# <h3 align="center">__Module 3 Activity__</h3>
# <h3 align="center">__Assigned at the start of Module 3__</h3>
# <h3 align="center">__Due at the end of Module 3__</h3><br>



# Weekly Discussion Forum Participation

Each week, you are required to participate in the module’s discussion forum. The discussion forum consists of the week's Module Activity, which is released at the beginning of the module.
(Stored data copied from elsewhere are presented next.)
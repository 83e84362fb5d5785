//! Shared image handles
//!
//! An [`ImageHandle`] is a cheap, cloneable reference to an immutable RGBA
//! bitmap. Equality and hashing go by identity ([`ImageId`]), not pixels:
//! two handles are equal only if they refer to the same allocation.
//! Transforms never mutate a bitmap; they produce a new handle.

use std::fmt;
use std::hash::{Hash, Hasher};
use std::sync::Arc;
use std::sync::atomic::{AtomicU64, Ordering};

use glam::{DMat2, DVec2};
use image::RgbaImage;
use image::imageops::{self, FilterType};
use serde::{Deserialize, Serialize};

static NEXT_IMAGE_ID: AtomicU64 = AtomicU64::new(1);

/// Process-unique identity of an image allocation
#[derive(Debug, Clone, Copy, PartialEq, Eq, Hash, PartialOrd, Ord, Serialize, Deserialize)]
pub struct ImageId(u64);

impl ImageId {
    fn next() -> Self {
        Self(NEXT_IMAGE_ID.fetch_add(1, Ordering::Relaxed))
    }

    pub fn get(self) -> u64 {
        self.0
    }
}

impl fmt::Display for ImageId {
    fn fmt(&self, f: &mut fmt::Formatter<'_>) -> fmt::Result {
        write!(f, "img#{}", self.0)
    }
}

/// Opaque, shareable reference to a renderable bitmap
#[derive(Clone)]
pub struct ImageHandle {
    id: ImageId,
    pixels: Arc<RgbaImage>,
}

impl ImageHandle {
    /// Take ownership of a bitmap and give it a fresh identity
    pub fn new(pixels: RgbaImage) -> Self {
        Self {
            id: ImageId::next(),
            pixels: Arc::new(pixels),
        }
    }

    /// Fully transparent image of the given size
    pub fn blank(width: u32, height: u32) -> Self {
        Self::new(RgbaImage::new(width, height))
    }

    /// Transparent square with an opaque inset square of `color`
    ///
    /// The default particle sprite: 20x20 with a 2px transparent margin.
    pub fn bordered_square(size: u32, margin: u32, color: [u8; 4]) -> Self {
        let inner = margin..size.saturating_sub(margin);
        Self::new(RgbaImage::from_fn(size, size, |x, y| {
            if inner.contains(&x) && inner.contains(&y) {
                image::Rgba(color)
            } else {
                image::Rgba([0, 0, 0, 0])
            }
        }))
    }

    #[inline]
    pub fn id(&self) -> ImageId {
        self.id
    }

    #[inline]
    pub fn width(&self) -> u32 {
        self.pixels.width()
    }

    #[inline]
    pub fn height(&self) -> u32 {
        self.pixels.height()
    }

    #[inline]
    pub fn dimensions(&self) -> (u32, u32) {
        self.pixels.dimensions()
    }

    /// True if the image has no pixels (a zero dimension)
    pub fn is_empty(&self) -> bool {
        self.width() == 0 || self.height() == 0
    }

    /// Borrow the underlying bitmap (for renderers uploading textures)
    pub fn pixels(&self) -> &RgbaImage {
        &self.pixels
    }

    /// Resize to exactly `width` x `height` (nearest-neighbour)
    ///
    /// Zero in either dimension yields an empty image instead of sampling.
    pub fn scaled(&self, width: u32, height: u32) -> Self {
        if width == 0 || height == 0 || self.is_empty() {
            return Self::blank(width, height);
        }
        Self::new(imageops::resize(
            &*self.pixels,
            width,
            height,
            FilterType::Nearest,
        ))
    }

    /// Rotate counter-clockwise (as seen on screen) by `degrees`
    ///
    /// The canvas grows to the rotated bounding box; uncovered pixels are
    /// transparent.
    pub fn rotated(&self, degrees: f64) -> Self {
        if self.is_empty() {
            return self.clone();
        }
        let (w, h) = self.dimensions();
        let theta = degrees.to_radians();
        let (sin, cos) = (theta.sin().abs(), theta.cos().abs());
        let (wf, hf) = (w as f64, h as f64);
        // Shave float noise so 90 degree turns don't gain a pixel
        let out_w = (wf * cos + hf * sin - 1e-6).ceil().max(1.0) as u32;
        let out_h = (wf * sin + hf * cos - 1e-6).ceil().max(1.0) as u32;

        let src_center = DVec2::new(wf, hf) / 2.0;
        let dst_center = DVec2::new(out_w as f64, out_h as f64) / 2.0;
        // Screen y points down, so the inverse of a visual CCW turn is the
        // y-up CCW matrix.
        let inverse = DMat2::from_angle(theta);

        let src = &*self.pixels;
        let out = RgbaImage::from_fn(out_w, out_h, |x, y| {
            let d = DVec2::new(x as f64 + 0.5, y as f64 + 0.5) - dst_center;
            let s = inverse * d + src_center;
            if s.x >= 0.0 && s.y >= 0.0 && s.x < wf && s.y < hf {
                *src.get_pixel(s.x as u32, s.y as u32)
            } else {
                image::Rgba([0, 0, 0, 0])
            }
        });
        Self::new(out)
    }

    /// Identity comparison (same as `==`)
    pub fn same_as(&self, other: &ImageHandle) -> bool {
        self.id == other.id
    }
}

impl PartialEq for ImageHandle {
    fn eq(&self, other: &Self) -> bool {
        self.id == other.id
    }
}

impl Eq for ImageHandle {}

impl Hash for ImageHandle {
    fn hash<H: Hasher>(&self, state: &mut H) {
        self.id.hash(state);
    }
}

impl fmt::Debug for ImageHandle {
    fn fmt(&self, f: &mut fmt::Formatter<'_>) -> fmt::Result {
        f.debug_struct("ImageHandle")
            .field("id", &self.id)
            .field("width", &self.width())
            .field("height", &self.height())
            .finish()
    }
}

#[cfg(test)]
mod tests {
    use super::*;

    #[test]
    fn test_handles_compare_by_identity() {
        let a = ImageHandle::blank(4, 4);
        let b = ImageHandle::blank(4, 4);
        let a2 = a.clone();
        assert_eq!(a, a2);
        assert_ne!(a, b);
        assert!(a.same_as(&a2));
    }

    #[test]
    fn test_scaled_dimensions() {
        let img = ImageHandle::bordered_square(20, 2, [255, 255, 255, 255]);
        let scaled = img.scaled(14, 26);
        assert_eq!(scaled.dimensions(), (14, 26));
        assert_ne!(scaled.id(), img.id());
        // Source untouched
        assert_eq!(img.dimensions(), (20, 20));
    }

    #[test]
    fn test_scaled_to_zero_is_empty() {
        let img = ImageHandle::blank(20, 20);
        let scaled = img.scaled(0, 20);
        assert!(scaled.is_empty());
    }

    #[test]
    fn test_rotated_quarter_turn_swaps_dimensions() {
        let img = ImageHandle::blank(10, 20);
        let rotated = img.rotated(90.0);
        assert_eq!(rotated.dimensions(), (20, 10));
    }

    #[test]
    fn test_rotated_diagonal_grows_canvas() {
        let img = ImageHandle::blank(20, 20);
        let rotated = img.rotated(45.0);
        // 20 * sqrt(2) = 28.28
        assert_eq!(rotated.dimensions(), (29, 29));
    }

    #[test]
    fn test_rotated_quarter_turn_moves_pixels_counter_clockwise() {
        // Mark the right-middle pixel; a CCW quarter turn moves it to top-middle
        let mut pixels = RgbaImage::new(3, 3);
        pixels.put_pixel(2, 1, image::Rgba([255, 0, 0, 255]));
        let rotated = ImageHandle::new(pixels).rotated(90.0);
        assert_eq!(rotated.dimensions(), (3, 3));
        assert_eq!(rotated.pixels().get_pixel(1, 0).0, [255, 0, 0, 255]);
        assert_eq!(rotated.pixels().get_pixel(2, 1).0, [0, 0, 0, 0]);
    }

    #[test]
    fn test_bordered_square_has_transparent_margin() {
        let img = ImageHandle::bordered_square(20, 2, [255, 255, 255, 255]);
        assert_eq!(img.pixels().get_pixel(0, 0).0[3], 0);
        assert_eq!(img.pixels().get_pixel(10, 10).0[3], 255);
        assert_eq!(img.pixels().get_pixel(18, 10).0[3], 0);
    }
}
You must complete/attempt the activity before you can post about the activity and anything that relates to the topic. 

## Grading of the Discussion

### 1. Initial Post:
Create your thread by **Day 5 (Saturday night at midnight, PST).**

### 2. Responses:
Respond to at least two other posts by **Day 7 (Monday night at midnight, PST).**

---

## Grading Criteria:

Your participation will be graded as follows:

### Full Credit (100 points):
- Submit your initial post by **Day 5.**
- Respond to at least two other posts by **Day 7.**

### Half Credit (50 points):
- If your initial post is late but you respond to two other posts.
- If your initial post is on time but you fail to respond to at least two other posts.

### No Credit (0 points):
- If both your initial post and responses are late.
- If you fail to submit an initial post and do not respond to any others.

---

## Additional Notes:

- **Late Initial Posts:** Late posts will automatically receive half credit if two responses are completed on time.
- **Substance Matters:** Responses must be thoughtful and constructive. Comments like “Great post!” or “I agree!” without further explanation will not earn credit.
- **Balance Participation:** Aim to engage with threads that have fewer or no responses to ensure a balanced discussion.

---

## Avoid:
- A number of posts within a very short time-frame, especially immediately prior to the posting deadline.
- Posts that complement another post, and then consist of a summary of that.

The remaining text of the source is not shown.